[Recorded data]
--
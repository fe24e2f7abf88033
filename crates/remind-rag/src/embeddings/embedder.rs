//! Batch embedding over an injected provider

use futures_util::future::join_all;
use std::sync::Arc;

use crate::config::EmbeddingConfig;
use crate::error::{Error, Result};
use crate::providers::EmbeddingProvider;

use super::normalize::l2_normalize_in_place;

/// Turns text into unit-length vectors of a fixed dimension
#[derive(Clone)]
pub struct Embedder {
    provider: Arc<dyn EmbeddingProvider>,
    dimensions: usize,
    parallel_requests: usize,
}

impl Embedder {
    pub fn new(
        provider: Arc<dyn EmbeddingProvider>,
        dimensions: usize,
        parallel_requests: usize,
    ) -> Self {
        Self {
            provider,
            dimensions,
            parallel_requests: parallel_requests.max(1),
        }
    }

    pub fn from_config(provider: Arc<dyn EmbeddingProvider>, config: &EmbeddingConfig) -> Self {
        Self::new(provider, config.dimensions, config.parallelism())
    }

    pub fn dimensions(&self) -> usize {
        self.dimensions
    }

    /// Embed a single text
    pub async fn embed_one(&self, text: &str) -> Result<Vec<f32>> {
        let raw = self.provider.embed(text).await?;
        self.finish(raw)
    }

    /// Embed many texts; output order matches input order.
    ///
    /// Requests are issued `parallel_requests` at a time. Any failure fails
    /// the whole batch.
    pub async fn embed_batch(&self, texts: &[String]) -> Result<Vec<Vec<f32>>> {
        let mut embeddings = Vec::with_capacity(texts.len());
        let total_batches = texts.len().div_ceil(self.parallel_requests);

        for (batch_idx, batch) in texts.chunks(self.parallel_requests).enumerate() {
            let futures: Vec<_> = batch.iter().map(|text| self.embed_one(text)).collect();

            for result in join_all(futures).await {
                embeddings.push(result?);
            }

            tracing::debug!(
                "Embedding batch {}/{} done ({} texts)",
                batch_idx + 1,
                total_batches,
                batch.len()
            );
        }

        Ok(embeddings)
    }

    fn finish(&self, mut vector: Vec<f32>) -> Result<Vec<f32>> {
        if vector.len() != self.dimensions {
            return Err(Error::provider(format!(
                "Embedding has {} dimensions, expected {}",
                vector.len(),
                self.dimensions
            )));
        }
        if vector.iter().any(|x| !x.is_finite()) {
            return Err(Error::provider("Embedding contains non-finite values"));
        }
        l2_normalize_in_place(&mut vector);
        Ok(vector)
    }
}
--
Exercise prompt
Filter the entries by the string "EmbeddingProvider" and copy each matching line.

Answer to this problem
use crate::providers::EmbeddingProvider;
    provider: Arc<dyn EmbeddingProvider>,
        provider: Arc<dyn EmbeddingProvider>,
    pub fn from_config(provider: Arc<dyn EmbeddingProvider>, config: &EmbeddingConfig) -> Self {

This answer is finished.